## [What to do]
Each entry should appear in the answer exactly as written.

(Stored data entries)

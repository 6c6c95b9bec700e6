// SPDX-License-Identifier: Apache-2.0
// Copyright Open Network Fabric Authors

//! Errors of the NAT stages

use chain::ChainError;
use chain::metadata::Side;
use dplane::DataplaneError;
use thiserror::Error;

#[derive(Error, Debug)]
pub enum NatError {
    /// The stage creating the interface of that side did not run before, or did not publish
    /// its handle. This is an ordering defect in the chain, not a transient failure.
    #[error("{0} side interface handle not available")]
    HandleUnavailable(Side),

    #[error("No metadata scope to publish the {0} side interface handle in")]
    NoMetadata(Side),

    #[error("{0} side interface index cannot be 0")]
    ZeroHandle(Side),

    #[error("server side and client side interfaces must have different indexes, got: {0}")]
    SameHandle(u32),

    #[error("Mechanism has no valid {param} parameter")]
    BadMechanism { param: &'static str },

    #[error("Unsupported mechanism: {0}")]
    UnsupportedMechanism(String),

    #[error(transparent)]
    Dataplane(#[from] DataplaneError),
}

impl NatError {
    /// Turn this error into the failure of the given stage
    #[must_use]
    pub fn in_stage(self, stage: &'static str) -> ChainError {
        ChainError::stage(stage, self)
    }
}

## [Task response]
repository 6c6c95b9bec700e6
// SPDX-License-Identifier: Apache-2.0
// Copyright Open Network Fabric Authors

//! Errors of the NAT stages

use chain::ChainError;
use chain::metadata::Side;
use dplane::DataplaneError;
use thiserror::Error;

#[derive(Error, Debug)]
pub enum NatError {
    /// The stage creating the interface of that side did not run before, or did not publish
    /// its handle. This is an ordering defect in the chain, not a transient failure.
    #[error("{0} side interface handle not available")]
    HandleUnavailable(Side),

    #[error("No metadata scope to publish the {0} side interface handle in")]
    NoMetadata(Side),

    #[error("{0} side interface index cannot be 0")]
    ZeroHandle(Side),

    #[error("server side and client side interfaces must have different indexes, got: {0}")]
    SameHandle(u32),

    #[error("Mechanism has no valid {param} parameter")]
    BadMechanism { param: &'static str },

    #[error("Unsupported mechanism: {0}")]
    UnsupportedMechanism(String),

    #[error(transparent)]
    Dataplane(#[from] DataplaneError),
}

impl NatError {
    /// Turn this error into the failure of the given stage
    #[must_use]
    pub fn in_stage(self, stage: &'static str) -> ChainError {
        ChainError::stage(stage, self)
    }
}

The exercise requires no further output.